● TASK BRIEF
Once the line containing "if board::slide_length(position) != 0" is found in the entries below, reproduce it and every line after it, stopping at and including the line containing "pub fn player(&self, color: PlayerColor)"; reproduce nothing else, and keep each line exact.

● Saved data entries
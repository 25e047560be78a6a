//! The Sorry! game engine.
//!
//! `Sorry` is a value type: the search clones it for every simulated
//! branch. Its behavior is split across files:
//! - `state`: construction, setup and queries
//! - `movegen`: legal actions for the player to move
//! - `transition`: applying an action
//! - `display`: the textual form used in logs

mod display;
mod movegen;
pub mod state;
mod transition;

pub use state::{PlayerState, Sorry};
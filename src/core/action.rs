//! Player actions.
//!
//! An action names the card being played and, for moves, which of the
//! mover's pieces go where. Destinations are squares in the mover's own
//! frame before any slide is applied. An action only has meaning relative to
//! the state that produced it.

use serde::{Deserialize, Serialize};

use super::card::Card;

/// A complete player action.
///
/// ## Example
///
/// ```
/// use sorry_mcts::core::{Action, Card};
///
/// let discard = Action::Discard { card: Card::Three };
/// let advance = Action::SingleMove { card: Card::Five, piece: 0, destination: 7 };
///
/// assert_eq!(discard.card(), Card::Three);
/// assert_eq!(advance.to_string(), "SingleMove,Five,0,7");
/// ```
#[derive(Clone, Copy, Debug, PartialEq, Eq, Hash, Serialize, Deserialize)]
pub enum Action {
    /// Discard a card without moving (only when nothing else is legal).
    Discard { card: Card },

    /// Move one piece.
    SingleMove {
        card: Card,
        piece: usize,
        destination: u8,
    },

    /// Split a Seven across two pieces.
    DoubleMove {
        card: Card,
        first_piece: usize,
        first_destination: u8,
        second_piece: usize,
        second_destination: u8,
    },

    /// Trade places with an opponent's piece using an Eleven.
    Swap {
        card: Card,
        piece: usize,
        destination: u8,
    },
}

impl Action {
    /// The card this action plays.
    #[must_use]
    pub fn card(&self) -> Card {
        match *self {
            Action::Discard { card }
            | Action::SingleMove { card, .. }
            | Action::DoubleMove { card, .. }
            | Action::Swap { card, .. } => card,
        }
    }

    /// Short name of the action kind.
    #[must_use]
    pub fn kind(&self) -> &'static str {
        match self {
            Action::Discard { .. } => "Discard",
            Action::SingleMove { .. } => "SingleMove",
            Action::DoubleMove { .. } => "DoubleMove",
            Action::Swap { .. } => "Swap",
        }
    }

    /// Check if this action moves no pieces.
    #[must_use]
    pub fn is_discard(&self) -> bool {
        matches!(self, Action::Discard { .. })
    }
}

impl std::fmt::Display for Action {
    fn fmt(&self, f: &mut std::fmt::Formatter<'_>) -> std::fmt::Result {
        write!(f, "{},{}", self.kind(), self.card())?;
        match *self {
            Action::Discard { .. } => Ok(()),
            Action::SingleMove { piece, destination, .. }
            | Action::Swap { piece, destination, .. } => write!(f, ",{piece},{destination}"),
            Action::DoubleMove {
                first_piece,
                first_destination,
                second_piece,
                second_destination,
                ..
            } => write!(
                f,
                ",{first_piece},{first_destination},{second_piece},{second_destination}"
            ),
        }
    }
}
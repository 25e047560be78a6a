//! Counters describing the last search.

use std::fmt;

use serde::{Deserialize, Serialize};

/// What one `run` did. Reset at the start of every run.
#[derive(Clone, Debug, Default, PartialEq, Serialize, Deserialize)]
pub struct SearchStats {
    pub iterations: u64,

    /// Iterations that expanded a node and played a random game from it.
    pub rollouts: u64,

    pub nodes_expanded: u64,

    /// Iterations whose descent ended the game inside the tree.
    pub terminal_backprops: u64,

    /// Depth of the deepest node added, root children being depth 1.
    pub max_depth: u16,

    /// Wall-clock duration of the run in microseconds.
    pub time_us: u64,
}

impl SearchStats {
    pub fn reset(&mut self) {
        *self = Self::default();
    }

    #[must_use]
    pub fn iterations_per_second(&self) -> f64 {
        if self.time_us == 0 {
            return 0.0;
        }
        self.iterations as f64 * 1e6 / self.time_us as f64
    }

    /// Share of iterations that never left the tree. Near 1 once the tree
    /// covers most of the reachable game.
    #[must_use]
    pub fn terminal_ratio(&self) -> f64 {
        if self.iterations == 0 {
            return 0.0;
        }
        self.terminal_backprops as f64 / self.iterations as f64
    }
}

impl fmt::Display for SearchStats {
    fn fmt(&self, f: &mut fmt::Formatter<'_>) -> fmt::Result {
        write!(
            f,
            "{} iterations ({} rollouts, {:.0}% terminal), {} nodes, depth {}, {:.0} it/s",
            self.iterations,
            self.rollouts,
            100.0 * self.terminal_ratio(),
            self.nodes_expanded,
            self.max_depth,
            self.iterations_per_second()
        )
    }
}
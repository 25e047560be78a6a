//! Monte Carlo Tree Search over Sorry! states.
//!
//! ## Overview
//!
//! - **Full replay**: every iteration replays the real game from the root,
//!   drawing fresh random cards, so the tree is keyed on (state, action)
//! - **Two objectives**: fewest total actions (solitaire) or most wins
//!   (multi-player), see [`Objective`]
//! - **Budgets**: iteration count, wall-clock time, or an external stop flag
//! - **Shared reads**: scores can be polled from another thread mid-search
//!
//! ## Usage
//!
//! ```rust
//! use std::time::Duration;
//!
//! use sorry_mcts::core::GameRng;
//! use sorry_mcts::game::Sorry;
//! use sorry_mcts::mcts::{Budget, MctsConfig, SorryMcts};
//!
//! let mut game = Sorry::default();
//! game.draw_random_starting_cards(&mut GameRng::new(1)).unwrap();
//!
//! let search = SorryMcts::new(MctsConfig::default().with_seed(3));
//! search.run(&game, Budget::Time(Duration::from_millis(20))).unwrap();
//!
//! for score in search.action_scores() {
//!     println!("{}: {:.3} over {} visits", score.action, score.score, score.visits);
//! }
//! let best = search.pick_best_action().unwrap();
//! # let _ = best;
//! ```

pub mod condition;
pub mod config;
pub mod node;
pub mod policy;
pub mod search;
pub mod stats;
pub mod tree;

// Re-export main types
pub use condition::{Budget, ExplicitTerminator, IterationLimit, LoopCondition, TimeLimit};
pub use config::{MctsConfig, Objective};
pub use node::{MCTSNode, NodeId};
pub use policy::{policy_for, MoveCount, SelectionPolicy, WinRate};
pub use search::{rollout, ActionScore, Outcome, SorryMcts};
pub use stats::SearchStats;
pub use tree::MCTSTree;
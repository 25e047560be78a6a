//! Game state: deck, hands, piece positions and turn order.
//!
//! A `Sorry` value is a complete snapshot. It holds no heap indirection
//! beyond an inline `SmallVec` of at most four players, so the search can
//! copy it freely for every simulated branch.

use smallvec::SmallVec;

use crate::core::{Card, Deck, GameRng, PlayerColor, Result, SorryError, MAX_PLAYERS};
use crate::rules::board::{self, HAND_SIZE, HOME, PIECES_PER_PLAYER, START, START_EXIT};
use crate::rules::RuleConfig;

/// One seat at the board.
#[derive(Clone, Copy, Debug, PartialEq, Eq)]
pub struct PlayerState {
    pub(crate) color: PlayerColor,
    /// Always kept sorted so equal hands compare equal.
    pub(crate) hand: [Card; HAND_SIZE],
    pub(crate) has_hand: bool,
    pub(crate) positions: [u8; PIECES_PER_PLAYER],
}

impl PlayerState {
    fn new(color: PlayerColor, rules: &RuleConfig) -> Self {
        let mut positions = [START; PIECES_PER_PLAYER];
        if rules.start_with_piece_out {
            positions[0] = START_EXIT;
        }
        Self {
            color,
            hand: [Card::One; HAND_SIZE],
            has_hand: false,
            positions,
        }
    }

    /// This seat's color.
    #[must_use]
    pub fn color(&self) -> PlayerColor {
        self.color
    }

    /// The hand, sorted. Meaningless until [`PlayerState::has_hand`].
    #[must_use]
    pub fn hand(&self) -> &[Card; HAND_SIZE] {
        &self.hand
    }

    /// Check if starting cards have been dealt to this seat.
    #[must_use]
    pub fn has_hand(&self) -> bool {
        self.has_hand
    }

    /// Piece positions in this seat's own frame.
    #[must_use]
    pub fn positions(&self) -> &[u8; PIECES_PER_PLAYER] {
        &self.positions
    }

    /// Check if every piece is home.
    #[must_use]
    pub fn is_finished(&self) -> bool {
        self.positions.iter().all(|&p| p == HOME)
    }

    pub(crate) fn card_slot(&self, card: Card) -> Option<usize> {
        self.hand.iter().position(|&c| c == card)
    }
}

/// Full game state for one to four players.
///
/// ## Example
///
/// ```
/// use sorry_mcts::core::GameRng;
/// use sorry_mcts::game::Sorry;
///
/// let mut rng = GameRng::new(42);
/// let mut game = Sorry::default();
/// game.draw_random_starting_cards(&mut rng).unwrap();
///
/// while !game.game_done() {
///     let actions = game.get_actions().unwrap();
///     let action = *rng.choose(&actions).unwrap();
///     game.do_action(&action, &mut rng).unwrap();
/// }
/// assert!(game.total_action_count() > 0);
/// ```
#[derive(Clone, Debug)]
pub struct Sorry {
    pub(crate) rules: RuleConfig,
    pub(crate) deck: Deck,
    pub(crate) players: SmallVec<[PlayerState; MAX_PLAYERS]>,
    pub(crate) turn: usize,
    pub(crate) action_count: u32,
}

impl Default for Sorry {
    fn default() -> Self {
        Self::single_player(RuleConfig::default())
    }
}

impl Sorry {
    /// Create a game for the given seats, in turn order.
    ///
    /// The first listed color moves first.
    pub fn new(colors: &[PlayerColor], rules: RuleConfig) -> Result<Self> {
        if colors.is_empty() {
            return Err(SorryError::InvalidPlayers { reason: "no players" });
        }
        if colors.len() > MAX_PLAYERS {
            return Err(SorryError::InvalidPlayers { reason: "more than four players" });
        }
        for (i, color) in colors.iter().enumerate() {
            if colors[..i].contains(color) {
                return Err(SorryError::InvalidPlayers { reason: "duplicate color" });
            }
        }

        Ok(Self {
            rules,
            deck: Deck::new(),
            players: colors.iter().map(|&c| PlayerState::new(c, &rules)).collect(),
            turn: 0,
            action_count: 0,
        })
    }

    /// Create the solitaire variant: Green alone, racing to get home in as
    /// few actions as possible.
    #[must_use]
    pub fn single_player(rules: RuleConfig) -> Self {
        let mut players = SmallVec::new();
        players.push(PlayerState::new(PlayerColor::Green, &rules));
        Self {
            rules,
            deck: Deck::new(),
            players,
            turn: 0,
            action_count: 0,
        }
    }

    // === Setup ===

    /// Deal five random cards to every seat that has no hand yet.
    pub fn draw_random_starting_cards(&mut self, rng: &mut GameRng) -> Result<()> {
        for index in 0..self.players.len() {
            if self.players[index].has_hand {
                continue;
            }
            for slot in 0..HAND_SIZE {
                self.draw_into(index, slot, rng)?;
            }
            self.players[index].hand.sort_unstable();
            self.players[index].has_hand = true;
        }
        Ok(())
    }

    /// Force a known hand for one seat.
    ///
    /// The cards are taken from the live deck. If the seat already held a
    /// hand, those cards go to the discard pile first.
    pub fn set_starting_cards(
        &mut self,
        color: PlayerColor,
        cards: [Card; HAND_SIZE],
    ) -> Result<()> {
        let index = self.seat(color)?;
        for card in Card::ALL {
            let wanted = cards.iter().filter(|&&c| c == card).count();
            if wanted > self.deck.count_live(card) {
                return Err(SorryError::CardNotFound { card });
            }
        }

        if self.players[index].has_hand {
            for card in self.players[index].hand {
                self.deck.discard(card)?;
            }
        }
        for card in cards {
            self.deck.remove_specific_card(card)?;
        }

        let player = &mut self.players[index];
        player.hand = cards;
        player.hand.sort_unstable();
        player.has_hand = true;
        Ok(())
    }

    /// Place one seat's pieces.
    ///
    /// Rejects squares beyond home, slide starts, two own pieces on one
    /// square, and squares already held by an opponent.
    pub fn set_starting_positions(
        &mut self,
        color: PlayerColor,
        positions: [u8; PIECES_PER_PLAYER],
    ) -> Result<()> {
        let index = self.seat(color)?;
        for (i, &position) in positions.iter().enumerate() {
            if position > HOME {
                return Err(SorryError::InvalidStartingPosition { position, reason: "beyond home" });
            }
            if board::slide_length(position) != 0 {
                return Err(SorryError::InvalidStartingPosition {
                    position,
                    reason: "cannot start on a slide",
                });
            }
            if position != START && position != HOME && positions[..i].contains(&position) {
                return Err(SorryError::InvalidStartingPosition {
                    position,
                    reason: "two pieces on one square",
                });
            }
            if let Some(square) = board::to_track(color, position) {
                let taken = self
                    .players
                    .iter()
                    .filter(|p| p.color != color)
                    .flat_map(|p| p.positions.iter().map(move |&q| board::to_track(p.color, q)))
                    .any(|other| other == Some(square));
                if taken {
                    return Err(SorryError::InvalidStartingPosition {
                        position,
                        reason: "occupied by an opponent",
                    });
                }
            }
        }
        self.players[index].positions = positions;
        Ok(())
    }

    /// Make `color` the player to move.
    pub fn set_turn(&mut self, color: PlayerColor) -> Result<()> {
        self.turn = self.seat(color)?;
        Ok(())
    }

    // === Queries ===

    /// The rules this game is played under.
    #[must_use]
    pub fn rules(&self) -> &RuleConfig {
        &self.rules
    }

    /// The shared deck.
    #[must_use]
    pub fn deck(&self) -> &Deck {
        &self.deck
    }

    /// All seats in turn order.
    #[must_use]
    pub fn players(&self) -> &[PlayerState] {
        &self.players
    }

    /// Number of seats.
    #[must_use]
    pub fn player_count(&self) -> usize {
        self.players.len()
    }

    /// Color of the player to move.
    #[must_use]
    pub fn player_turn(&self) -> PlayerColor {
        self.players[self.turn].color
    }

    /// The seat whose turn it is.
    #[must_use]
    pub fn current_player(&self) -> &PlayerState {
        &self.players[self.turn]
    }

    /// Look up a seat by color.
    pub fn player(&self, color: PlayerColor) -> Result<&PlayerState> {
        Ok(&self.players[self.seat(color)?])
    }

    /// A seat's hand, sorted.
    pub fn hand(&self, color: PlayerColor) -> Result<[Card; HAND_SIZE]> {
        Ok(self.player(color)?.hand)
    }

    /// A seat's piece positions in its own frame.
    pub fn piece_positions(&self, color: PlayerColor) -> Result<[u8; PIECES_PER_PLAYER]> {
        Ok(self.player(color)?.positions)
    }

    /// Number of actions applied so far, across all players.
    #[must_use]
    pub fn total_action_count(&self) -> u32 {
        self.action_count
    }

    /// Check if some player has brought every piece home.
    #[must_use]
    pub fn game_done(&self) -> bool {
        self.players.iter().any(PlayerState::is_finished)
    }

    /// The player who finished first, if any.
    #[must_use]
    pub fn winner(&self) -> Option<PlayerColor> {
        self.players.iter().find(|p| p.is_finished()).map(|p| p.color)
    }

    // === Internals ===

    pub(crate) fn seat(&self, color: PlayerColor) -> Result<usize> {
        self.players
            .iter()
            .position(|p| p.color == color)
            .ok_or(SorryError::UnknownPlayer { color })
    }

    pub(crate) fn require_hands(&self, operation: &'static str) -> Result<()> {
        if self.players.iter().all(|p| p.has_hand) {
            Ok(())
        } else {
            Err(SorryError::HandsNotDealt { operation })
        }
    }

    /// Draw into one hand slot, reshuffling the discards once the live pile
    /// runs dry.
    pub(crate) fn draw_into(&mut self, index: usize, slot: usize, rng: &mut GameRng) -> Result<()> {
        self.players[index].hand[slot] = self.deck.draw_random_card(rng)?;
        if self.deck.is_empty() {
            log::trace!("deck exhausted after {} actions, reshuffling", self.action_count);
            self.deck.reshuffle();
        }
        Ok(())
    }
}

/// States are equal when seats, hands, positions, turn and live deck match.
///
/// The action counter and rules are not part of the comparison.
impl PartialEq for Sorry {
    fn eq(&self, other: &Self) -> bool {
        self.turn == other.turn && self.players == other.players && self.deck == other.deck
    }
}

impl Eq for Sorry {}
//! Loop conditions deciding when a search stops.
//!
//! The search checks `should_continue` before each iteration and calls
//! `on_iteration_complete` after it. Iterations are never interrupted, so a
//! deadline can be overrun by at most one rollout.

use std::sync::atomic::{AtomicBool, Ordering};
use std::sync::Arc;
use std::time::{Duration, Instant};

/// Strategy deciding whether the search loop keeps going.
pub trait LoopCondition {
    /// Check if another iteration should run.
    fn should_continue(&self) -> bool;

    /// Called once after every completed iteration.
    fn on_iteration_complete(&mut self);
}

/// Stop after a fixed number of iterations.
#[derive(Clone, Debug)]
pub struct IterationLimit {
    limit: u64,
    completed: u64,
}

impl IterationLimit {
    pub fn new(limit: u64) -> Self {
        Self { limit, completed: 0 }
    }
}

impl LoopCondition for IterationLimit {
    fn should_continue(&self) -> bool {
        self.completed < self.limit
    }

    fn on_iteration_complete(&mut self) {
        self.completed += 1;
    }
}

/// Stop once a wall-clock budget, measured from construction, runs out.
#[derive(Clone, Debug)]
pub struct TimeLimit {
    deadline: Instant,
}

impl TimeLimit {
    pub fn new(budget: Duration) -> Self {
        Self {
            deadline: Instant::now() + budget,
        }
    }
}

impl LoopCondition for TimeLimit {
    fn should_continue(&self) -> bool {
        Instant::now() < self.deadline
    }

    fn on_iteration_complete(&mut self) {}
}

/// Run until another thread says stop.
///
/// Share it through an `Arc`: the searching thread passes its handle to
/// `run_until` while another keeps one to call [`ExplicitTerminator::set_done`].
#[derive(Debug, Default)]
pub struct ExplicitTerminator {
    done: AtomicBool,
}

impl ExplicitTerminator {
    pub fn new() -> Self {
        Self::default()
    }

    /// Set or clear the stop flag.
    pub fn set_done(&self, done: bool) {
        self.done.store(done, Ordering::Release);
    }

    #[must_use]
    pub fn is_done(&self) -> bool {
        self.done.load(Ordering::Acquire)
    }
}

impl LoopCondition for ExplicitTerminator {
    fn should_continue(&self) -> bool {
        !self.is_done()
    }

    fn on_iteration_complete(&mut self) {}
}

impl LoopCondition for Arc<ExplicitTerminator> {
    fn should_continue(&self) -> bool {
        !self.is_done()
    }

    fn on_iteration_complete(&mut self) {}
}

/// A search budget.
#[derive(Clone, Copy, Debug, PartialEq, Eq)]
pub enum Budget {
    /// Run exactly this many iterations (fewer if the search ends early).
    Iterations(u64),
    /// Run until this much wall-clock time has passed.
    Time(Duration),
}

impl Budget {
    /// Build the loop condition for this budget, starting its clock now.
    #[must_use]
    pub fn condition(self) -> Box<dyn LoopCondition> {
        match self {
            Budget::Iterations(limit) => Box::new(IterationLimit::new(limit)),
            Budget::Time(budget) => Box::new(TimeLimit::new(budget)),
        }
    }
}
//! # sorry-mcts
//!
//! A Sorry! board game engine with Monte Carlo Tree Search move selection.
//!
//! ## Design Principles
//!
//! 1. **States are values**: a `Sorry` game state is a handful of fixed-size
//!    arrays. The search clones it for every simulated branch; nothing is
//!    shared between branches.
//!
//! 2. **Rules travel with the game**: rule variants live in a `RuleConfig`
//!    stored inside each state, so the search always simulates the rules the
//!    game is actually played under.
//!
//! 3. **Determinism**: all randomness flows through a seeded `GameRng`.
//!    Same seed, same game, same search.
//!
//! ## Modules
//!
//! - `core`: cards, actions, colors, the deck, RNG and errors
//! - `rules`: board geometry and rule toggles
//! - `game`: the game state, move generation and transitions
//! - `mcts`: Monte Carlo Tree Search
//! - `agents`: decision makers and the game driver

pub mod agents;
pub mod core;
pub mod game;
pub mod mcts;
pub mod rules;

// Re-export commonly used types
pub use crate::core::{Action, Card, Deck, GameRng, PlayerColor, Result, SorryError};

pub use crate::rules::{DiscardTiming, RuleConfig};

pub use crate::game::{PlayerState, Sorry};

pub use crate::mcts::{
    ActionScore, Budget, ExplicitTerminator, LoopCondition, MctsConfig, Objective, SearchStats,
    SorryMcts,
};

pub use crate::agents::{play_game, play_series, Agent, GameRecord, MctsAgent, RandomAgent, Seat};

● SOLVED PROBLEM
            if board::slide_length(position) != 0 {
                return Err(SorryError::InvalidStartingPosition {
                    position,
                    reason: "cannot start on a slide",
                });
            }
            if position != START && position != HOME && positions[..i].contains(&position) {
                return Err(SorryError::InvalidStartingPosition {
                    position,
                    reason: "two pieces on one square",
                });
            }
            if let Some(square) = board::to_track(color, position) {
                let taken = self
                    .players
                    .iter()
                    .filter(|p| p.color != color)
                    .flat_map(|p| p.positions.iter().map(move |&q| board::to_track(p.color, q)))
                    .any(|other| other == Some(square));
                if taken {
                    return Err(SorryError::InvalidStartingPosition {
                        position,
                        reason: "occupied by an opponent",
                    });
                }
            }
        }
        self.players[index].positions = positions;
        Ok(())
    }

    /// Make `color` the player to move.
    pub fn set_turn(&mut self, color: PlayerColor) -> Result<()> {
        self.turn = self.seat(color)?;
        Ok(())
    }

    // === Queries ===

    /// The rules this game is played under.
    #[must_use]
    pub fn rules(&self) -> &RuleConfig {
        &self.rules
    }

    /// The shared deck.
    #[must_use]
    pub fn deck(&self) -> &Deck {
        &self.deck
    }

    /// All seats in turn order.
    #[must_use]
    pub fn players(&self) -> &[PlayerState] {
        &self.players
    }

    /// Number of seats.
    #[must_use]
    pub fn player_count(&self) -> usize {
        self.players.len()
    }

    /// Color of the player to move.
    #[must_use]
    pub fn player_turn(&self) -> PlayerColor {
        self.players[self.turn].color
    }

    /// The seat whose turn it is.
    #[must_use]
    pub fn current_player(&self) -> &PlayerState {
        &self.players[self.turn]
    }

    /// Look up a seat by color.
    pub fn player(&self, color: PlayerColor) -> Result<&PlayerState> {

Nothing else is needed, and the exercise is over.